1日1記事ぐらいな感じでいきたい雑記ブログ

叨について

耳のちょっと後ろがわの、やや上(眉と同じくらいの高さ)の皮膚の下の部分に「叨」という器官があります。目が“物”を見て、耳が“音”を聞くように、叨は“惣”を啌ることができるわけですが、まぁいまどきは、惣を啌られる人にお目に掛かることは難しいようです。

現代のほとんどの人は、叨が啌れない人、つまり「叨が不自由な人」というわけなんですが、こういう人に「“惣”とはどういったものか?」「“啌る”とはどういった感覚か?」を説明するのは、ひっじょーに難しい。というか、不可能に近いです。たとえば、目で感じる「明るい−暗い」が、叨で感じる「听きい−哘い」に相当するんですけど、と言っても、「?????」でしょうね。うーん、どうすれば、わかってもらえるんだろうか。

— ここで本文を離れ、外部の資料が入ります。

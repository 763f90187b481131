//! Plugin orchestration for resolution and loading.
//!
//! A plugin is a named setup routine. During [`PluginOrchestrator::register`]
//! it receives a [`PluginBuild`] and appends `on_resolve` / `on_load`
//! handlers, each guarded by a path [`Filter`] and an optional namespace.
//!
//! Handlers run strictly one after another, in registration order. The first
//! handler that returns `Some` wins and later handlers are never called. A
//! handler error aborts the request and is reported with the plugin's name.
//!
//! ## Example
//!
//! ```
//! use esresolve_core::plugin::{plugin_fn, Filter, PluginOrchestrator, ResolveOutput};
//!
//! # fn main() -> Result<(), Box<dyn std::error::Error>> {
//! let mut plugins = PluginOrchestrator::new();
//! plugins.register(&plugin_fn("env", |build| {
//!     build.on_resolve(Filter::new("^env$")?, |args| async move {
//!         Ok(Some(ResolveOutput::resolved(args.path).with_namespace("env")))
//!     });
//!     Ok(())
//! }))?;
//! # Ok(())
//! # }
//! ```

mod builtin;
mod http;

pub use builtin::{ExternalPlugin, VirtualModulePlugin, VIRTUAL_NAMESPACE};
pub use http::{HttpPlugin, HTTP_NAMESPACE};

use std::future::Future;
use std::sync::Arc;

use futures::future::BoxFuture;
use futures::FutureExt;
use regex_lite::Regex;
use serde::Serialize;
use thiserror::Error;
use tracing::debug;

use crate::vfs::{ContentKind, FileContent};

/// Namespace of ordinary files in the virtual file system.
pub const FILE_NAMESPACE: &str = "file";

/// Error type plugin callbacks may return.
pub type BoxError = Box<dyn std::error::Error + Send + Sync + 'static>;

/// Result type for plugin hooks. `Ok(None)` passes to the next handler.
pub type HookResult<T> = Result<Option<T>, BoxError>;

/// Future returned by a stored hook.
pub type HookFuture<T> = BoxFuture<'static, HookResult<T>>;

type ResolveCallback = Arc<dyn Fn(ResolveArgs) -> HookFuture<ResolveOutput> + Send + Sync>;
type LoadCallback = Arc<dyn Fn(LoadArgs) -> HookFuture<LoadOutput> + Send + Sync>;

/// Error from a plugin, attributed to the plugin that raised it.
#[derive(Error, Debug)]
#[error("[{plugin}] {hook}{}: {source}", while_processing(.path))]
pub struct PluginError {
    /// Plugin name that caused the error.
    pub plugin: String,
    /// Hook that failed (`setup`, `on_resolve` or `on_load`).
    pub hook: &'static str,
    /// Path being processed, for hook failures.
    pub path: Option<String>,
    #[source]
    pub source: BoxError,
}

fn while_processing(path: &Option<String>) -> String {
    path.as_deref()
        .map(|p| format!(" ({p})"))
        .unwrap_or_default()
}

/// Why a resolution was requested. Plugins see it unchanged.
#[derive(Debug, Clone, Copy, PartialEq, Eq, Hash, Serialize)]
#[serde(rename_all = "kebab-case")]
pub enum ResolveKind {
    EntryPoint,
    ImportStatement,
    DynamicImport,
    RequireCall,
}

/// Arguments to an `on_resolve` handler.
#[derive(Debug, Clone)]
pub struct ResolveArgs {
    /// Specifier as written.
    pub path: String,
    /// Module containing the import; `None` for entry points.
    pub importer: Option<String>,
    /// Namespace of the importer.
    pub namespace: String,
    pub kind: ResolveKind,
}

impl ResolveArgs {
    #[must_use]
    pub fn new(path: impl Into<String>, importer: Option<&str>, kind: ResolveKind) -> Self {
        Self {
            path: path.into(),
            importer: importer.map(str::to_string),
            namespace: FILE_NAMESPACE.to_string(),
            kind,
        }
    }

    #[must_use]
    pub fn with_namespace(mut self, namespace: impl Into<String>) -> Self {
        self.namespace = namespace.into();
        self
    }
}

/// Result of a resolve hook.
#[derive(Debug, Clone, PartialEq, Eq)]
pub struct ResolveOutput {
    /// Resolved module path or URL.
    pub path: String,
    /// Namespace the module lives in; `None` means the file namespace.
    pub namespace: Option<String>,
    /// Whether this module must stay out of the bundle.
    pub external: bool,
}

impl ResolveOutput {
    /// Create a resolved module result.
    pub fn resolved(path: impl Into<String>) -> Self {
        Self {
            path: path.into(),
            namespace: None,
            external: false,
        }
    }

    /// Create an external module result.
    pub fn external(path: impl Into<String>) -> Self {
        Self {
            path: path.into(),
            namespace: None,
            external: true,
        }
    }

    #[must_use]
    pub fn with_namespace(mut self, namespace: impl Into<String>) -> Self {
        self.namespace = Some(namespace.into());
        self
    }

    /// Namespace, defaulting to the file namespace.
    #[must_use]
    pub fn namespace(&self) -> &str {
        self.namespace.as_deref().unwrap_or(FILE_NAMESPACE)
    }
}

/// Arguments to an `on_load` handler.
#[derive(Debug, Clone)]
pub struct LoadArgs {
    pub path: String,
    pub namespace: String,
}

impl LoadArgs {
    #[must_use]
    pub fn new(path: impl Into<String>, namespace: impl Into<String>) -> Self {
        Self {
            path: path.into(),
            namespace: namespace.into(),
        }
    }
}

/// Result of a load hook.
#[derive(Debug, Clone, PartialEq, Eq)]
pub struct LoadOutput {
    pub contents: FileContent,
    /// Loader override; inferred from the path when `None`.
    pub loader: Option<ContentKind>,
}

impl LoadOutput {
    /// Create a load result from contents, leaving the loader to inference.
    pub fn contents(contents: impl Into<FileContent>) -> Self {
        Self {
            contents: contents.into(),
            loader: None,
        }
    }

    #[must_use]
    pub fn with_loader(mut self, loader: ContentKind) -> Self {
        self.loader = Some(loader);
        self
    }
}

/// Which requests a handler sees: a regex over the path, plus an optional
/// namespace restriction.
#[derive(Debug, Clone)]
pub struct Filter {
    pattern: Regex,
    namespace: Option<String>,
}

impl Filter {
    /// Compile a path filter.
    pub fn new(pattern: &str) -> Result<Self, regex_lite::Error> {
        Ok(Self {
            pattern: Regex::new(pattern)?,
            namespace: None,
        })
    }

    /// Restrict the handler to one namespace.
    #[must_use]
    pub fn namespace(mut self, namespace: impl Into<String>) -> Self {
        self.namespace = Some(namespace.into());
        self
    }

    fn matches(&self, path: &str, namespace: &str) -> bool {
        self.namespace.as_deref().map_or(true, |ns| ns == namespace) && self.pattern.is_match(path)
    }
}

struct Handler<C> {
    plugin: Arc<str>,
    filter: Filter,
    callback: C,
}

/// Registration surface handed to a plugin's setup routine.
pub struct PluginBuild {
    plugin: Arc<str>,
    resolve: Vec<Handler<ResolveCallback>>,
    load: Vec<Handler<LoadCallback>>,
}

impl PluginBuild {
    fn new(plugin: &str) -> Self {
        Self {
            plugin: Arc::from(plugin),
            resolve: Vec::new(),
            load: Vec::new(),
        }
    }

    /// Name of the plugin being set up.
    #[must_use]
    pub fn plugin_name(&self) -> &str {
        &self.plugin
    }

    /// Append a resolve handler.
    pub fn on_resolve<F, Fut>(&mut self, filter: Filter, callback: F) -> &mut Self
    where
        F: Fn(ResolveArgs) -> Fut + Send + Sync + 'static,
        Fut: Future<Output = HookResult<ResolveOutput>> + Send + 'static,
    {
        let callback: ResolveCallback = Arc::new(move |args| callback(args).boxed());
        self.resolve.push(Handler {
            plugin: Arc::clone(&self.plugin),
            filter,
            callback,
        });
        self
    }

    /// Append a load handler.
    pub fn on_load<F, Fut>(&mut self, filter: Filter, callback: F) -> &mut Self
    where
        F: Fn(LoadArgs) -> Fut + Send + Sync + 'static,
        Fut: Future<Output = HookResult<LoadOutput>> + Send + 'static,
    {
        let callback: LoadCallback = Arc::new(move |args| callback(args).boxed());
        self.load.push(Handler {
            plugin: Arc::clone(&self.plugin),
            filter,
            callback,
        });
        self
    }
}

/// A resolution/load plugin.
pub trait Plugin: Send + Sync {
    /// Plugin name for attribution in errors.
    fn name(&self) -> &str;

    /// Register handlers. An error rejects every handler added by this call.
    fn setup(&self, build: &mut PluginBuild) -> Result<(), BoxError>;
}

/// Plugin defined by a name and a setup closure.
pub struct FnPlugin<F> {
    name: String,
    setup: F,
}

/// Declare a plugin from a closure.
pub fn plugin_fn<F>(name: impl Into<String>, setup: F) -> FnPlugin<F>
where
    F: Fn(&mut PluginBuild) -> Result<(), BoxError> + Send + Sync,
{
    FnPlugin {
        name: name.into(),
        setup,
    }
}

impl<F> Plugin for FnPlugin<F>
where
    F: Fn(&mut PluginBuild) -> Result<(), BoxError> + Send + Sync,
{
    fn name(&self) -> &str {
        &self.name
    }

    fn setup(&self, build: &mut PluginBuild) -> Result<(), BoxError> {
        (self.setup)(build)
    }
}

/// Ordered registry of resolve and load handlers.
#[derive(Default)]
pub struct PluginOrchestrator {
    plugins: Vec<String>,
    resolve_handlers: Vec<Handler<ResolveCallback>>,
    load_handlers: Vec<Handler<LoadCallback>>,
}

impl std::fmt::Debug for PluginOrchestrator {
    fn fmt(&self, f: &mut std::fmt::Formatter<'_>) -> std::fmt::Result {
        f.debug_struct("PluginOrchestrator")
            .field("plugins", &self.plugins)
            .field("resolve_handlers", &self.resolve_handlers.len())
            .field("load_handlers", &self.load_handlers.len())
            .finish()
    }
}

impl PluginOrchestrator {
    #[must_use]
    pub fn new() -> Self {
        Self::default()
    }

    /// Run a plugin's setup and append its handlers.
    ///
    /// A failing setup adds nothing; plugins registered earlier stay.
    pub fn register(&mut self, plugin: &dyn Plugin) -> Result<(), PluginError> {
        let name = plugin.name().to_string();
        let mut build = PluginBuild::new(&name);
        plugin.setup(&mut build).map_err(|source| PluginError {
            plugin: name.clone(),
            hook: "setup",
            path: None,
            source,
        })?;

        debug!(
            plugin = %name,
            resolve = build.resolve.len(),
            load = build.load.len(),
            "registered plugin"
        );
        self.resolve_handlers.extend(build.resolve);
        self.load_handlers.extend(build.load);
        self.plugins.push(name);
        Ok(())
    }

    /// Offer a resolution request to the handlers in order.
    pub async fn run_resolve(&self, args: ResolveArgs) -> Result<Option<ResolveOutput>, PluginError> {
        for handler in &self.resolve_handlers {
            if !handler.filter.matches(&args.path, &args.namespace) {
                continue;
            }
            debug!(plugin = %handler.plugin, path = %args.path, "on_resolve");
            match (handler.callback)(args.clone()).await {
                Ok(Some(output)) => return Ok(Some(output)),
                Ok(None) => {}
                Err(source) => {
                    return Err(PluginError {
                        plugin: handler.plugin.to_string(),
                        hook: "on_resolve",
                        path: Some(args.path),
                        source,
                    })
                }
            }
        }
        Ok(None)
    }

    /// Offer a load request to the handlers in order.
    pub async fn run_load(&self, args: LoadArgs) -> Result<Option<LoadOutput>, PluginError> {
        for handler in &self.load_handlers {
            if !handler.filter.matches(&args.path, &args.namespace) {
                continue;
            }
            debug!(plugin = %handler.plugin, path = %args.path, "on_load");
            match (handler.callback)(args.clone()).await {
                Ok(Some(output)) => return Ok(Some(output)),
                Ok(None) => {}
                Err(source) => {
                    return Err(PluginError {
                        plugin: handler.plugin.to_string(),
                        hook: "on_load",
                        path: Some(args.path),
                        source,
                    })
                }
            }
        }
        Ok(None)
    }

    /// Drop every plugin and handler.
    pub fn clear(&mut self) {
        self.plugins.clear();
        self.resolve_handlers.clear();
        self.load_handlers.clear();
    }

    /// Registered plugin names, in registration order.
    pub fn plugin_names(&self) -> impl Iterator<Item = &str> {
        self.plugins.iter().map(String::as_str)
    }

    #[must_use]
    pub fn has_plugins(&self) -> bool {
        !self.plugins.is_empty()
    }

    #[must_use]
    pub fn resolve_handler_count(&self) -> usize {
        self.resolve_handlers.len()
    }

    #[must_use]
    pub fn load_handler_count(&self) -> usize {
        self.load_handlers.len()
    }
}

たとえば、生まれつき目が不自由な人がいるとして。その人は、ずっと「暗い」世界にいるんだろうか? 目という器官が一度も働いたことがなく、物を見たことがないのだから、「明るい」も「暗い」もわからないのではないだろうか、という気がします。センサーからの入力がゼロに固定されているというのと、そもそもセンサーがない、というのは違うのではないか。だから、叨が不自由な人に、「あなたはずっと哘い世界に住んでいるんですね!」って言っちゃうのは、ちょっと問題があるような気がします。叨がうまく働かない人に、「听きい」も「哘い」もないわけですから。

と思ったんですが、実際は、途中で「失明」した人もいるわけで、そういう人は「見る」という感覚を知っているのだから、いまそれがどういうふうになっているのか、尋ねることはできるんですよね(人力検索で尋ねるのは無理かもですが。音声ブラウザで聞いてる人いるかな?)。同じように、「失听」しちゃった人をどっかで捕まえて聞いてみたら、「叨が啌れない」というのがどういう感じなのか、少しはわかるのかも知れない。やっぱ「哘い世界になってしまった」と感じているのかな。でも惣を啌られる人じたいがレアなんで、「失听」した人なんてさらに見つけにくいでしょうね。